Chroma Context-1 (MXFP4)
MXFP4-quantized version of chromadb/context-1, a 20B parameter agentic search model fine-tuned from openai/gpt-oss-20b.
This checkpoint reduces the model size from 39 GB (BF16) to ~14 GB (MXFP4) with minimal quality degradation, enabling inference on a single GPU with more headroom for KV cache.
Model Details
- Base model: chromadb/context-1 (BF16)
- Architecture: GptOssForCausalLM (Mixture of Experts, 24 layers, 32 experts, top-4 routing)
- Parameters: 20B total
- Quantization: MXFP4 (E2M1 weights + E8M0 scales, group size 32)
- Quantized layers: MoE expert weights (
gate_up_proj,down_proj) - Non-quantized layers: attention, router, embeddings, LM head (remain in BF16)

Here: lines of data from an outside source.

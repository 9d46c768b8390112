use axum::extract::State;
use axum::{Extension, Json};
use domains::Identity;
use serde_json::{json, Value};
use services::greeting::greet;

use crate::state::AppContext;

/// `{"message": "Hello <display>", "foo": <hook var>}`
pub async fn hello(
    State(ctx): State<AppContext>,
    Extension(identity): Extension<Identity>,
) -> Json<Value> {
    let message = greet(&identity).unwrap_or_else(|| "Hello".to_string());
    Json(json!({
        "message": message,
        "foo": ctx.vars.foo,
    }))
}
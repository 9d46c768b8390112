use std::path::PathBuf;

use async_trait::async_trait;
use domains::{ConfigSource, DomainError, Result};

/// Reads the public config document from a JSON file on every call.
pub struct JsonFileConfigSource {
    path: PathBuf,
}

impl JsonFileConfigSource {
    pub fn new(path: impl Into<PathBuf>) -> Self {
        Self { path: path.into() }
    }
}

#[async_trait]
impl ConfigSource for JsonFileConfigSource {
    async fn load(&self) -> Result<serde_json::Value> {
        let raw = tokio::fs::read_to_string(&self.path).await.map_err(|e| {
            DomainError::Configuration(format!("cannot read {}: {e}", self.path.display()))
        })?;
        serde_json::from_str(&raw).map_err(|e| {
            DomainError::Configuration(format!("cannot parse {}: {e}", self.path.display()))
        })
    }
}
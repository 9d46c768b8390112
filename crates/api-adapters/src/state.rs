//! Shared application context handed to every handler through axum `State`.

use std::sync::Arc;

use domains::{
    AuditLog, ConfigSource, ContentGenerator, FileFetcher, FileStore, IdentityResolver, Mailer,
    PostRepository, SettingsProvider,
};
use services::{
    GenerationService, ImageOptions, MailService, PostService, RecordHooks, SiteConfigService,
};

use crate::metrics::Metrics;

/// Concrete adapters chosen by the binary.
pub struct Ports {
    pub settings: Arc<dyn SettingsProvider>,
    pub posts: Arc<dyn PostRepository>,
    pub files: Arc<dyn FileStore>,
    pub generator: Arc<dyn ContentGenerator>,
    pub fetcher: Arc<dyn FileFetcher>,
    pub mailer: Arc<dyn Mailer>,
    pub audit: Arc<dyn AuditLog>,
    pub config_source: Arc<dyn ConfigSource>,
    pub identity: Arc<dyn IdentityResolver>,
}

/// Values the hook layer exposes to handlers as-is.
#[derive(Debug, Clone)]
pub struct HookVars {
    pub foo: String,
}

impl Default for HookVars {
    fn default() -> Self {
        Self {
            foo: "bar".to_string(),
        }
    }
}

#[derive(Clone)]
pub struct AppContext {
    pub posts: PostService,
    pub generation: GenerationService,
    pub mail: MailService,
    pub site_config: SiteConfigService,
    pub hooks: RecordHooks,
    pub identity: Arc<dyn IdentityResolver>,
    pub vars: Arc<HookVars>,
    pub metrics: Arc<Metrics>,
}

impl AppContext {
    pub fn new(ports: Ports, images: ImageOptions, vars: HookVars) -> Self {
        let posts = PostService::new(ports.posts, ports.files);
        Self {
            generation: GenerationService::new(
                ports.generator,
                ports.fetcher,
                posts.clone(),
                images,
            ),
            mail: MailService::new(ports.settings.clone(), ports.mailer),
            site_config: SiteConfigService::new(ports.config_source, ports.settings),
            hooks: RecordHooks::new(ports.audit),
            identity: ports.identity,
            vars: Arc::new(vars),
            metrics: Arc::new(Metrics::new()),
            posts,
        }
    }
}
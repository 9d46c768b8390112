//! Behaviour every `PostRepository` adapter must share. Each adapter's test
//! module runs these cases against its own backend.

use chrono::{Duration, DurationRound, Utc};
use domains::{DomainError, Post, PostRepository, POSTS_COLLECTION, POSTS_COLLECTION_ID};

/// Timestamps are truncated to microseconds, the precision Postgres keeps.
pub(crate) fn post(id: &str, minutes_ago: i64) -> Post {
    let at = (Utc::now() - Duration::minutes(minutes_ago))
        .duration_trunc(Duration::microseconds(1))
        .unwrap_or_else(|_| Utc::now());
    Post {
        id: id.to_string(),
        collection_id: POSTS_COLLECTION_ID.into(),
        collection_name: POSTS_COLLECTION.into(),
        created: at,
        updated: at,
        title: format!("Post {id}"),
        body: String::new(),
        slug: format!("post-{id}"),
        user: None,
        files: vec![],
    }
}

pub(crate) async fn create_get_delete(repo: &dyn PostRepository) {
    repo.create(post("a", 0)).await.unwrap();
    assert_eq!(repo.get("a").await.unwrap().unwrap().title, "Post a");
    assert_eq!(repo.delete("a").await.unwrap().unwrap().id, "a");
    assert!(repo.get("a").await.unwrap().is_none());
    assert!(repo.delete("a").await.unwrap().is_none());
}

pub(crate) async fn duplicate_ids_are_rejected(repo: &dyn PostRepository) {
    repo.create(post("a", 0)).await.unwrap();
    let err = repo.create(post("a", 0)).await.unwrap_err();
    assert!(matches!(err, DomainError::Persistence(_)));
}

pub(crate) async fn duplicate_slugs_are_allowed(repo: &dyn PostRepository) {
    let mut b = post("b", 0);
    b.slug = "post-a".into();
    repo.create(post("a", 0)).await.unwrap();
    repo.create(b).await.unwrap();
    assert_eq!(repo.list().await.unwrap().len(), 2);
}

pub(crate) async fn update_requires_existing_record(repo: &dyn PostRepository) {
    assert!(matches!(
        repo.update(post("x", 0)).await.unwrap_err(),
        DomainError::NotFound(_, _)
    ));
}

pub(crate) async fn update_replaces_editable_fields(repo: &dyn PostRepository) {
    let original = repo.create(post("e", 5)).await.unwrap();
    let mut edited = original.clone();
    edited.title = "Edited".into();
    edited.body = "New body".into();
    edited.slug = "edited".into();
    edited.files = vec!["b.jpg".into()];
    edited.updated = post("e", 0).updated;

    let saved = repo.update(edited.clone()).await.unwrap();
    assert_eq!(saved, edited);
    let stored = repo.get("e").await.unwrap().unwrap();
    assert_eq!(stored.title, "Edited");
    assert_eq!(stored.created, original.created);
}

pub(crate) async fn owner_and_files_round_trip(repo: &dyn PostRepository) {
    let mut owned = post("f", 0);
    owned.user = Some("user0000000001a".into());
    owned.files = vec!["one_abc.jpg".into(), "two_def.png".into()];
    repo.create(owned.clone()).await.unwrap();

    let stored = repo.get("f").await.unwrap().unwrap();
    assert_eq!(stored, owned);
}

pub(crate) async fn list_is_newest_first(repo: &dyn PostRepository) {
    repo.create(post("old", 30)).await.unwrap();
    repo.create(post("new", 1)).await.unwrap();
    repo.create(post("mid", 10)).await.unwrap();
    let ids: Vec<String> = repo.list().await.unwrap().into_iter().map(|p| p.id).collect();
    assert_eq!(ids, vec!["new", "mid", "old"]);
}
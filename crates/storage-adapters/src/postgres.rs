//! # Postgres post repository
//!
//! Maps the `posts` table to `domains::Post`. Queries are built at runtime,
//! so no database is needed at compile time.

use async_trait::async_trait;
use domains::{DomainError, Post, PostRepository, Result};
use sqlx::postgres::{PgPool, PgPoolOptions, PgRow};
use sqlx::Row;

const COLUMNS: &str =
    "id, collection_id, collection_name, created, updated, title, body, slug, user_id, files";

pub struct PgPostRepository {
    pool: PgPool,
}

impl PgPostRepository {
    /// Connects and applies pending migrations.
    pub async fn connect(database_url: &str) -> anyhow::Result<Self> {
        let pool = PgPoolOptions::new()
            .max_connections(10)
            .connect(database_url)
            .await?;
        sqlx::migrate!("./migrations").run(&pool).await?;
        tracing::info!("postgres post repository ready");
        Ok(Self { pool })
    }

    pub fn from_pool(pool: PgPool) -> Self {
        Self { pool }
    }
}

fn row_to_post(row: &PgRow) -> std::result::Result<Post, sqlx::Error> {
    Ok(Post {
        id: row.try_get("id")?,
        collection_id: row.try_get("collection_id")?,
        collection_name: row.try_get("collection_name")?,
        created: row.try_get("created")?,
        updated: row.try_get("updated")?,
        title: row.try_get("title")?,
        body: row.try_get("body")?,
        slug: row.try_get("slug")?,
        user: row.try_get("user_id")?,
        files: row.try_get("files")?,
    })
}

#[async_trait]
impl PostRepository for PgPostRepository {
    async fn create(&self, post: Post) -> Result<Post> {
        let sql = format!(
            "INSERT INTO posts ({COLUMNS}) VALUES ($1, $2, $3, $4, $5, $6, $7, $8, $9, $10) RETURNING {COLUMNS}"
        );
        let row = sqlx::query(&sql)
            .bind(&post.id)
            .bind(&post.collection_id)
            .bind(&post.collection_name)
            .bind(post.created)
            .bind(post.updated)
            .bind(&post.title)
            .bind(&post.body)
            .bind(&post.slug)
            .bind(&post.user)
            .bind(&post.files)
            .fetch_one(&self.pool)
            .await
            .map_err(DomainError::persistence)?;
        row_to_post(&row).map_err(DomainError::persistence)
    }

    async fn update(&self, post: Post) -> Result<Post> {
        let sql = format!(
            "UPDATE posts SET updated = $2, title = $3, body = $4, slug = $5, files = $6 \
             WHERE id = $1 RETURNING {COLUMNS}"
        );
        let row = sqlx::query(&sql)
            .bind(&post.id)
            .bind(post.updated)
            .bind(&post.title)
            .bind(&post.body)
            .bind(&post.slug)
            .bind(&post.files)
            .fetch_optional(&self.pool)
            .await
            .map_err(DomainError::persistence)?;
        match row {
            Some(row) => row_to_post(&row).map_err(DomainError::persistence),
            None => Err(DomainError::not_found("post", &post.id)),
        }
    }

    async fn delete(&self, id: &str) -> Result<Option<Post>> {
        let sql = format!("DELETE FROM posts WHERE id = $1 RETURNING {COLUMNS}");
        let row = sqlx::query(&sql)
            .bind(id)
            .fetch_optional(&self.pool)
            .await
            .map_err(DomainError::persistence)?;
        row.as_ref()
            .map(row_to_post)
            .transpose()
            .map_err(DomainError::persistence)
    }

    async fn get(&self, id: &str) -> Result<Option<Post>> {
        let sql = format!("SELECT {COLUMNS} FROM posts WHERE id = $1");
        let row = sqlx::query(&sql)
            .bind(id)
            .fetch_optional(&self.pool)
            .await
            .map_err(DomainError::persistence)?;
        row.as_ref()
            .map(row_to_post)
            .transpose()
            .map_err(DomainError::persistence)
    }

    async fn list(&self) -> Result<Vec<Post>> {
        let sql = format!("SELECT {COLUMNS} FROM posts ORDER BY created DESC, id ASC");
        let rows = sqlx::query(&sql)
            .fetch_all(&self.pool)
            .await
            .map_err(DomainError::persistence)?;
        rows.iter()
            .map(row_to_post)
            .collect::<std::result::Result<Vec<_>, _>>()
            .map_err(DomainError::persistence)
    }
}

- File size: ~14 GB (model.safetensors)
Quantization Details
MXFP4 (Microscaling FP4) is a 4-bit floating-point format using the E2M1 representation (2-bit exponent, 1-bit mantissa) with shared E8M0 per-group scaling factors. Each group of 32 weights shares a single 8-bit scale, and each individual weight is stored as a 4-bit FP4 code. Two FP4 codes are packed into one uint8 byte (low nibble = even index, high nibble = odd index).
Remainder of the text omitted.